Matt Mackenzie is a left-handed faceoff specialist who was coached by Brodie Merrill while at The Hill Academy in Ontario. He’s expected to split time with senior Kevin Courtney and junior Matt Cushing at the X, as Albany looks to improve on its .435 face-off winning percentage from a year ago.

Other freshmen expected to see some playing time are defender Andy Fish (Lincoln Senior; Portland, Ore.), and defensive midfielders Colin Beavers-Anderson (Lawrenceville, N.J.) and Jack Nickla (Bellport).

Marr compared midfielder Kevin Gluekert (Bethpage) to former Albany midfielder Jordan Levine in terms of size and speed, but Gluekert broke his kneecap playing football at the end of last year and may redshirt if he doesn’t heal in time for the spring.

Key Battles
Though most of the starting spots are filled, the Great Danes still face some uncertainty between the pipes.

Last season, John Carroll was anointed the starting goalie as a freshman coming into the season, leaving senior Dan McKeon on the bench. As the season rolled on, Carroll ended up splitting time with Drew DiCioccio, a redshirt freshman at the time.

Now, DiCioccio and Carroll are battling again for the starting spot while Marr and his staff contemplate using a two-goalie system.

“I think they both bring solid attributes to the table,” Marr said. “They’re both very good stoppers. I think John gives you a little more athleticism out of the goal, but Drew gets rid of the ball a little bit quicker. They each have a couple of things that they do very well.”

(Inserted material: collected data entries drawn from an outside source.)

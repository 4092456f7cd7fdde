//! Clone engines and engine selection.
//!
//! Three interchangeable adapters stage payload trees:
//!
//! * **copy** — recursive deep copy; always available; O(n) in bytes.
//! * **reflink-copy** — directory mirror plus per-file copy-on-write reflink;
//!   O(n) in file count. A file that cannot reflink falls back to a byte
//!   copy and marks the result degraded.
//! * **juicefs-clone** — the filesystem's native directory clone, O(1)
//!   overall. Failure is an error, never a silent fallback.
//!
//! Selection probes juicefs-clone → reflink-copy → copy and picks the first
//! that succeeds without degradation. A forced engine that can only run
//! degraded fails validation loudly.

pub mod copy;
pub mod fsclone;
pub mod reflink;

use std::path::Path;
use std::process::Command;
use std::sync::OnceLock;

use serde::{Deserialize, Serialize};

use crate::error::{JvsError, Result};

use copy::CopyEngine;
use fsclone::FsCloneEngine;
use reflink::ReflinkEngine;

// ---------------------------------------------------------------------------
// EngineKind
// ---------------------------------------------------------------------------

/// The clone strategy recorded in descriptors and selectable by operators.
#[derive(Clone, Copy, Debug, PartialEq, Eq, Hash, Serialize, Deserialize)]
#[serde(rename_all = "kebab-case")]
pub enum EngineKind {
    /// Recursive deep copy (universal fallback).
    Copy,
    /// Per-file copy-on-write reflink.
    ReflinkCopy,
    /// Native filesystem directory clone.
    JuicefsClone,
}

impl std::fmt::Display for EngineKind {
    fn fmt(&self, f: &mut std::fmt::Formatter<'_>) -> std::fmt::Result {
        match self {
            Self::Copy => f.write_str("copy"),
            Self::ReflinkCopy => f.write_str("reflink-copy"),
            Self::JuicefsClone => f.write_str("juicefs-clone"),
        }
    }
}

impl std::str::FromStr for EngineKind {
    type Err = String;
    fn from_str(s: &str) -> std::result::Result<Self, Self::Err> {
        match s {
            "copy" => Ok(Self::Copy),
            "reflink-copy" => Ok(Self::ReflinkCopy),
            "juicefs-clone" => Ok(Self::JuicefsClone),
            other => Err(format!(
                "unknown engine '{other}' (expected copy, reflink-copy, or juicefs-clone)"
            )),
        }
    }
}

// ---------------------------------------------------------------------------
// CloneOutcome
// ---------------------------------------------------------------------------

/// Result of one clone: whether any file degraded to a weaker strategy,
/// and why. Degradation reports are first-class — callers surface them.
#[derive(Clone, Debug, Default, PartialEq, Eq, Serialize)]
pub struct CloneOutcome {
    pub degraded: bool,
    pub degradations: Vec<String>,
}

impl CloneOutcome {
    /// A clean, non-degraded outcome.
    #[must_use]
    pub const fn clean() -> Self {
        Self {
            degraded: false,
            degradations: Vec::new(),
        }
    }

    /// Record one degradation reason.
    pub fn degrade(&mut self, reason: String) {
        self.degraded = true;
        self.degradations.push(reason);
    }
}

// ---------------------------------------------------------------------------
// CloneEngine trait + AnyEngine
// ---------------------------------------------------------------------------

/// A clone strategy. `src` must be an existing directory; `dst` must not
/// exist yet.
pub trait CloneEngine {
    /// Which strategy this engine implements.
    fn kind(&self) -> EngineKind;

    /// Clone the tree at `src` to `dst`.
    ///
    /// # Errors
    /// Any I/O failure, or an engine-specific failure (e.g. the external
    /// clone binary exiting non-zero).
    fn clone_tree(&self, src: &Path, dst: &Path) -> Result<CloneOutcome>;
}

/// A concrete engine selected at runtime. An enum (rather than
/// `Box<dyn CloneEngine>`) keeps dispatch static and the error type simple.
#[derive(Clone, Copy, Debug)]
pub enum AnyEngine {
    Copy(CopyEngine),
    Reflink(ReflinkEngine),
    FsClone(FsCloneEngine),
}

impl AnyEngine {
    /// Construct the engine for a resolved kind.
    #[must_use]
    pub const fn from_kind(kind: EngineKind) -> Self {
        match kind {
            EngineKind::Copy => Self::Copy(CopyEngine),
            EngineKind::ReflinkCopy => Self::Reflink(ReflinkEngine),
            EngineKind::JuicefsClone => Self::FsClone(FsCloneEngine),
        }
    }
}

impl CloneEngine for AnyEngine {
    fn kind(&self) -> EngineKind {
        match self {
            Self::Copy(e) => e.kind(),
            Self::Reflink(e) => e.kind(),
            Self::FsClone(e) => e.kind(),
        }
    }

    fn clone_tree(&self, src: &Path, dst: &Path) -> Result<CloneOutcome> {
        match self {
            Self::Copy(e) => e.clone_tree(src, dst),
            Self::Reflink(e) => e.clone_tree(src, dst),
            Self::FsClone(e) => e.clone_tree(src, dst),
        }
    }
}

// ---------------------------------------------------------------------------
// Capability probing
// ---------------------------------------------------------------------------

/// Detected clone capabilities for the current host + filesystem.
#[derive(Clone, Copy, Debug, PartialEq, Eq, Serialize)]
pub struct Capabilities {
    /// A throwaway file reflinked successfully.
    pub reflink: bool,
    /// The native clone binary cloned a pilot directory successfully.
    pub fs_clone: bool,
}

/// Environment variable overriding the native clone binary name.
pub const FS_CLONE_BIN_ENV: &str = "JVS_JUICEFS_BIN";

/// The native clone binary to invoke.
#[must_use]
pub fn fs_clone_bin() -> String {
    std::env::var(FS_CLONE_BIN_ENV).unwrap_or_else(|_| "juicefs".to_owned())
}

fn command_available(cmd: &str) -> bool {
    Command::new("sh")
        .args(["-c", &format!("command -v {cmd} >/dev/null 2>&1")])
        .status()
        .map(|s| s.success())
        .unwrap_or(false)
}

/// Attempt one throwaway reflink and report whether it succeeded.
#[must_use]
pub fn probe_reflink() -> bool {
    if !command_available("cp") {
        return false;
    }
    let Ok(dir) = tempfile::tempdir() else {
        return false;
    };
    let src = dir.path().join("probe-src");
    let dst = dir.path().join("probe-dst");
    if std::fs::write(&src, b"reflink-probe").is_err() {
        return false;
    }
    reflink::reflink_file(&src, &dst).is_ok()
}

/// Clone a pilot directory with the native clone binary and observe success
/// without fallback.
#[must_use]
pub fn probe_fs_clone() -> bool {
    let Ok(dir) = tempfile::tempdir() else {
        return false;
    };
    let src = dir.path().join("pilot");
    let dst = dir.path().join("pilot-clone");
    if std::fs::create_dir(&src).is_err() || std::fs::write(src.join("probe"), b"ok").is_err() {
        return false;
    }
    FsCloneEngine.clone_tree(&src, &dst).is_ok() && dst.join("probe").exists()
}

/// Probe once per process and cache the result.
pub fn capabilities() -> Capabilities {
    static CAPS: OnceLock<Capabilities> = OnceLock::new();
    *CAPS.get_or_init(|| Capabilities {
        reflink: probe_reflink(),
        fs_clone: probe_fs_clone(),
    })
}

// ---------------------------------------------------------------------------
// Selection
// ---------------------------------------------------------------------------

/// Resolve the engine to use.
///
/// With no preference, probe order is juicefs-clone → reflink-copy → copy;
/// the first capability that holds wins. A forced engine whose capability
/// probe fails is rejected — forcing a degraded engine must fail loudly.
///
/// # Errors
/// `E_CONSISTENCY_UNAVAILABLE` when `forced` names an engine that cannot run
/// without degradation on this host.
pub fn select_engine(forced: Option<EngineKind>, caps: Capabilities) -> Result<AnyEngine> {
    match forced {
        None => {
            let kind = if caps.fs_clone {
                EngineKind::JuicefsClone
            } else if caps.reflink {
                EngineKind::ReflinkCopy
            } else {
                EngineKind::Copy
            };
            Ok(AnyEngine::from_kind(kind))
        }
        Some(EngineKind::Copy) => Ok(AnyEngine::from_kind(EngineKind::Copy)),
        Some(EngineKind::ReflinkCopy) => {
            if caps.reflink {
                Ok(AnyEngine::from_kind(EngineKind::ReflinkCopy))
            } else {
                Err(JvsError::ConsistencyUnavailable {
                    engine: EngineKind::ReflinkCopy.to_string(),
                    reasons: vec![
                        "reflink probe failed: the filesystem does not support copy-on-write clones"
                            .to_owned(),
                    ],
                })
            }
        }
        Some(EngineKind::JuicefsClone) => {
            if caps.fs_clone {
                Ok(AnyEngine::from_kind(EngineKind::JuicefsClone))
            } else {
                Err(JvsError::ConsistencyUnavailable {
                    engine: EngineKind::JuicefsClone.to_string(),
                    reasons: vec![format!(
                        "pilot clone via '{}' failed or the binary is missing",
                        fs_clone_bin()
                    )],
                })
            }
        }
    }
}

// ---------------------------------------------------------------------------
// Tests
// ---------------------------------------------------------------------------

Marr liked what he saw from his sophomore keepers this fall.

“I think the best thing out of this fall so far is they weren’t giving up bad goals,” he said. “When you’re giving up 11 goals a game, I think your goalie is giving up two goals that he probably should have had. And then I think if your defense does a better job, then that’s another one or two more goals. So you really can kind of shave that down to an eight or nine with a few less soft goals and a few better plays by the defense in general.”

Top Dogs

Brian Caufield leads a high-powered offense for the Danes (Greg Wall)Albany will go as far as their high-powered attack can take them. Junior Brian Caufield and sophomore Joe Resetarits return, while junior Derek Kreuzer will step in for Corey Small, now a member of the Toronto Nationals and Edmonton Rush. While stepping in for a player of Small’s stature is no small task, Marr said Kreuzer brings a different type of game to the table.

“Corey was more of a catch-and-shoot finisher, whereas Derek is a little bit more of a creator and ball carrier for us,” Marr said. “He’s a finisher off of zone dodges, but then can also distribute for us. I think he’ll pass the ball of a dodge a lot better than what Corey did.”

Marr didn’t get a chance to see what his attack can do at the Catamount Classic Lacrosse for a Cure fallball tournament last week, as both Kreuzer and Caufield sat out with injuries. Caufield underwent surgery for a dislocated kneecap he suffered the first day of fall practices, but is recovering well and expected to be fine for the start of the season.

The attack will be aided by a number of talented offensive midfielders, led by senior Dave Brock and junior Joe Pompo, who each chipped in with 19 points a year ago. Marr also expects big things from sophomore Luke Cometti this year, who was injured to start his freshman year and improved as the season moved on.

“This team should be able to put the ball in the goal,” Marr said. “There’s no doubt about it.”